** Work instructions **
Identify every line in the records below that contains the word "timeout", and copy each of those lines.

##### Data for review #####

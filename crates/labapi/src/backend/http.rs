//! HTTP backend.
//!
//! Blocking calls over `ureq` with the `PRIVATE-TOKEN` header. List endpoints
//! are offset-paginated; the next page number comes back in `X-Next-Page`,
//! empty on the last page.

use crate::backend::Api;
use crate::error::{Error, Result};
use crate::types::{
    Badge, BadgeOptions, GroupMember, ListOptions, MemberOptions, Milestone, ProtectBranchOptions,
    ProtectedBranch, Release, ReleaseLink, ReleaseLinkOptions, ReleaseOptions,
    UpdateProtectedBranchOptions, UpdateReleaseOptions, User, Variable, VariableOptions,
};
use log::debug;
use reconcile::{Cursor, Page};
use serde::Serialize;
use serde::de::DeserializeOwned;
use std::time::Duration;
use ureq::http::Response;
use ureq::{Agent, Body};

/// Default API base URL.
pub const DEFAULT_BASE_URL: &str = "https://gitlab.com/api/v4";

const USER_AGENT: &str = concat!("labstate/", env!("CARGO_PKG_VERSION"));

/// HTTP backend.
///
/// # Example
///
/// ```no_run
/// use labapi::backend::{Api, HttpApi};
/// use std::time::Duration;
///
/// let api = HttpApi::new("https://gitlab.example.com/api/v4", Some("glpat-xxxx".into()),
///     Duration::from_secs(30));
/// let me = api.current_user().unwrap();
/// println!("signed in as {}", me.username);
/// ```
pub struct HttpApi {
    /// HTTP agent for requests.
    agent: Agent,
    /// API base URL, without a trailing slash.
    base_url: String,
    token: Option<String>,
}

impl HttpApi {
    /// Create a backend for `base_url`.
    #[must_use]
    pub fn new(base_url: impl Into<String>, token: Option<String>, timeout: Duration) -> Self {
        let config = Agent::config_builder()
            .timeout_global(Some(timeout))
            .http_status_as_error(false)
            .build();
        Self {
            agent: config.into(),
            base_url: base_url.into().trim_end_matches('/').to_string(),
            token,
        }
    }

    /// Get the API base URL.
    #[must_use]
    pub fn base_url(&self) -> &str {
        &self.base_url
    }

    fn url(&self, path: &str) -> String {
        format!("{}{}", self.base_url, path)
    }

    fn get<T: DeserializeOwned>(&self, path: &str, query: &[(&str, &str)]) -> Result<T> {
        let url = self.url(path);
        debug!("GET {url}");
        let mut request = self
            .agent
            .get(&url)
            .header("Accept", "application/json")
            .header("User-Agent", USER_AGENT);
        if let Some(token) = &self.token {
            request = request.header("PRIVATE-TOKEN", token);
        }
        for (key, value) in query {
            request = request.query(*key, *value);
        }
        let mut response = check(request.call()?)?;
        Ok(response.body_mut().read_json()?)
    }

    fn get_page<T: DeserializeOwned>(
        &self,
        path: &str,
        options: &ListOptions,
    ) -> Result<Page<T>> {
        let url = self.url(path);
        let page = options.page.to_string();
        let per_page = options.per_page.to_string();
        debug!("GET {url} page={page} per_page={per_page}");

        let mut request = self
            .agent
            .get(&url)
            .header("Accept", "application/json")
            .header("User-Agent", USER_AGENT)
            .query("page", &page)
            .query("per_page", &per_page);
        if let Some(token) = &self.token {
            request = request.header("PRIVATE-TOKEN", token);
        }

        let mut response = check(request.call()?)?;
        let next = next_page(&response);
        let items: Vec<T> = response.body_mut().read_json()?;
        Ok(Page::new(items, next))
    }

    fn post<B: Serialize, T: DeserializeOwned>(&self, path: &str, body: &B) -> Result<T> {
        let url = self.url(path);
        debug!("POST {url}");
        let mut request = self.agent.post(&url).header("User-Agent", USER_AGENT);
        if let Some(token) = &self.token {
            request = request.header("PRIVATE-TOKEN", token);
        }
        let mut response = check(request.send_json(body)?)?;
        Ok(response.body_mut().read_json()?)
    }

    fn put<B: Serialize, T: DeserializeOwned>(
        &self,
        path: &str,
        query: &[(&str, &str)],
        body: &B,
    ) -> Result<T> {
        let url = self.url(path);
        debug!("PUT {url}");
        let mut request = self.agent.put(&url).header("User-Agent", USER_AGENT);
        if let Some(token) = &self.token {
            request = request.header("PRIVATE-TOKEN", token);
        }
        for (key, value) in query {
            request = request.query(*key, *value);
        }
        let mut response = check(request.send_json(body)?)?;
        Ok(response.body_mut().read_json()?)
    }

    fn patch<B: Serialize, T: DeserializeOwned>(&self, path: &str, body: &B) -> Result<T> {
        let url = self.url(path);
        debug!("PATCH {url}");
        let mut request = self.agent.patch(&url).header("User-Agent", USER_AGENT);
        if let Some(token) = &self.token {
            request = request.header("PRIVATE-TOKEN", token);
        }
        let mut response = check(request.send_json(body)?)?;
        Ok(response.body_mut().read_json()?)
    }

    fn delete(&self, path: &str, query: &[(&str, &str)]) -> Result<()> {
        let url = self.url(path);
        debug!("DELETE {url}");
        let mut request = self.agent.delete(&url).header("User-Agent", USER_AGENT);
        if let Some(token) = &self.token {
            request = request.header("PRIVATE-TOKEN", token);
        }
        for (key, value) in query {
            request = request.query(*key, *value);
        }
        check(request.call()?)?;
        Ok(())
    }
}

/// Escape one path segment (`group/project` becomes `group%2Fproject`).
fn seg(value: &str) -> String {
    urlencoding::encode(value).into_owned()
}

/// Turn a non-2xx response into an error carrying the remote's message.
fn check(mut response: Response<Body>) -> Result<Response<Body>> {
    let status = response.status().as_u16();
    if status < 400 {
        return Ok(response);
    }
    let body = response.body_mut().read_to_string().unwrap_or_default();
    Err(Error::http(error_message(status, &body), Some(status)))
}

/// The API reports errors as `{"message": ...}` or `{"error": ...}`; the
/// message may be a string or a field-to-errors object.
fn error_message(status: u16, body: &str) -> String {
    let parsed: Option<serde_json::Value> = serde_json::from_str(body).ok();
    let detail = parsed.as_ref().and_then(|v| v.get("message").or_else(|| v.get("error")));
    match detail {
        Some(serde_json::Value::String(s)) => s.clone(),
        Some(other) => other.to_string(),
        None if body.trim().is_empty() => format!("HTTP {status}"),
        None => body.trim().to_string(),
    }
}

fn next_page(response: &Response<Body>) -> Option<Cursor> {
    response
        .headers()
        .get("x-next-page")
        .and_then(|v| v.to_str().ok())
        .and_then(|v| v.trim().parse::<u32>().ok())
        .map(Cursor::Page)
}

fn scope_filter(environment_scope: &str) -> [(&'static str, &str); 1] {
    [("filter[environment_scope]", environment_scope)]
}

impl Api for HttpApi {
    fn create_project_badge(&self, project: &str, options: &BadgeOptions) -> Result<Badge> {
        self.post(&format!("/projects/{}/badges", seg(project)), options)
    }

    fn get_project_badge(&self, project: &str, badge_id: i64) -> Result<Badge> {
        self.get(
            &format!("/projects/{}/badges/{}", seg(project), badge_id),
            &[],
        )
    }

    fn edit_project_badge(
        &self,
        project: &str,
        badge_id: i64,
        options: &BadgeOptions,
    ) -> Result<Badge> {
        self.put(
            &format!("/projects/{}/badges/{}", seg(project), badge_id),
            &[],
            options,
        )
    }

    fn delete_project_badge(&self, project: &str, badge_id: i64) -> Result<()> {
        self.delete(
            &format!("/projects/{}/badges/{}", seg(project), badge_id),
            &[],
        )
    }

    fn add_group_member(&self, group: &str, options: &MemberOptions) -> Result<GroupMember> {
        self.post(&format!("/groups/{}/members", seg(group)), options)
    }

    fn get_group_member(&self, group: &str, user_id: i64) -> Result<GroupMember> {
        self.get(&format!("/groups/{}/members/{}", seg(group), user_id), &[])
    }

    fn edit_group_member(
        &self,
        group: &str,
        user_id: i64,
        options: &MemberOptions,
    ) -> Result<GroupMember> {
        self.put(
            &format!("/groups/{}/members/{}", seg(group), user_id),
            &[],
            options,
        )
    }

    fn remove_group_member(&self, group: &str, user_id: i64) -> Result<()> {
        self.delete(&format!("/groups/{}/members/{}", seg(group), user_id), &[])
    }

    fn protect_branch(
        &self,
        project: &str,
        options: &ProtectBranchOptions,
    ) -> Result<ProtectedBranch> {
        self.post(
            &format!("/projects/{}/protected_branches", seg(project)),
            options,
        )
    }

    fn get_protected_branch(&self, project: &str, branch: &str) -> Result<ProtectedBranch> {
        self.get(
            &format!(
                "/projects/{}/protected_branches/{}",
                seg(project),
                seg(branch)
            ),
            &[],
        )
    }

    fn update_protected_branch(
        &self,
        project: &str,
        branch: &str,
        options: &UpdateProtectedBranchOptions,
    ) -> Result<ProtectedBranch> {
        self.patch(
            &format!(
                "/projects/{}/protected_branches/{}",
                seg(project),
                seg(branch)
            ),
            options,
        )
    }

    fn unprotect_branch(&self, project: &str, branch: &str) -> Result<()> {
        self.delete(
            &format!(
                "/projects/{}/protected_branches/{}",
                seg(project),
                seg(branch)
            ),
            &[],
        )
    }

    fn create_release(&self, project: &str, options: &ReleaseOptions) -> Result<Release> {
        self.post(&format!("/projects/{}/releases", seg(project)), options)
    }

    fn get_release(&self, project: &str, tag_name: &str) -> Result<Release> {
        self.get(
            &format!("/projects/{}/releases/{}", seg(project), seg(tag_name)),
            &[],
        )
    }

    fn update_release(
        &self,
        project: &str,
        tag_name: &str,
        options: &UpdateReleaseOptions,
    ) -> Result<Release> {
        self.put(
            &format!("/projects/{}/releases/{}", seg(project), seg(tag_name)),
            &[],
            options,
        )
    }

    fn delete_release(&self, project: &str, tag_name: &str) -> Result<()> {
        self.delete(
            &format!("/projects/{}/releases/{}", seg(project), seg(tag_name)),
            &[],
        )
    }

    fn create_release_link(
        &self,
        project: &str,
        tag_name: &str,
        options: &ReleaseLinkOptions,
    ) -> Result<ReleaseLink> {
        self.post(
            &format!(
                "/projects/{}/releases/{}/assets/links",
                seg(project),
                seg(tag_name)
            ),
            options,
        )
    }

    fn get_release_link(
        &self,
        project: &str,
        tag_name: &str,
        link_id: i64,
    ) -> Result<ReleaseLink> {
        self.get(
            &format!(
                "/projects/{}/releases/{}/assets/links/{}",
                seg(project),
                seg(tag_name),
                link_id
            ),
            &[],
        )
    }

    fn update_release_link(
        &self,
        project: &str,
        tag_name: &str,
        link_id: i64,
        options: &ReleaseLinkOptions,
    ) -> Result<ReleaseLink> {
        self.put(
            &format!(
                "/projects/{}/releases/{}/assets/links/{}",
                seg(project),
                seg(tag_name),
                link_id
            ),
            &[],
            options,
        )
    }

    fn delete_release_link(&self, project: &str, tag_name: &str, link_id: i64) -> Result<()> {
        self.delete(
            &format!(
                "/projects/{}/releases/{}/assets/links/{}",
                seg(project),
                seg(tag_name),
                link_id
            ),
            &[],
        )
    }

    fn list_release_links(
        &self,
        project: &str,
        tag_name: &str,
        options: &ListOptions,
    ) -> Result<Page<ReleaseLink>> {
        self.get_page(
            &format!(
                "/projects/{}/releases/{}/assets/links",
                seg(project),
                seg(tag_name)
            ),
            options,
        )
    }

    fn create_group_variable(&self, group: &str, options: &VariableOptions) -> Result<Variable> {
        self.post(&format!("/groups/{}/variables", seg(group)), options)
    }

    fn get_group_variable(
        &self,
        group: &str,
        key: &str,
        environment_scope: &str,
    ) -> Result<Variable> {
        self.get(
            &format!("/groups/{}/variables/{}", seg(group), seg(key)),
            &scope_filter(environment_scope),
        )
    }

    fn update_group_variable(
        &self,
        group: &str,
        key: &str,
        environment_scope: &str,
        options: &VariableOptions,
    ) -> Result<Variable> {
        self.put(
            &format!("/groups/{}/variables/{}", seg(group), seg(key)),
            &scope_filter(environment_scope),
            options,
        )
    }

    fn remove_group_variable(
        &self,
        group: &str,
        key: &str,
        environment_scope: &str,
    ) -> Result<()> {
        self.delete(
            &format!("/groups/{}/variables/{}", seg(group), seg(key)),
            &scope_filter(environment_scope),
        )
    }

    fn list_group_variables(&self, group: &str, options: &ListOptions) -> Result<Page<Variable>> {
        self.get_page(&format!("/groups/{}/variables", seg(group)), options)
    }

    fn list_project_milestones(
        &self,
        project: &str,
        options: &ListOptions,
    ) -> Result<Page<Milestone>> {
        self.get_page(&format!("/projects/{}/milestones", seg(project)), options)
    }

    fn current_user(&self) -> Result<User> {
        self.get("/user", &[])
    }
}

#####

** Answer section **
    pub fn new(base_url: impl Into<String>, token: Option<String>, timeout: Duration) -> Self {
            .timeout_global(Some(timeout))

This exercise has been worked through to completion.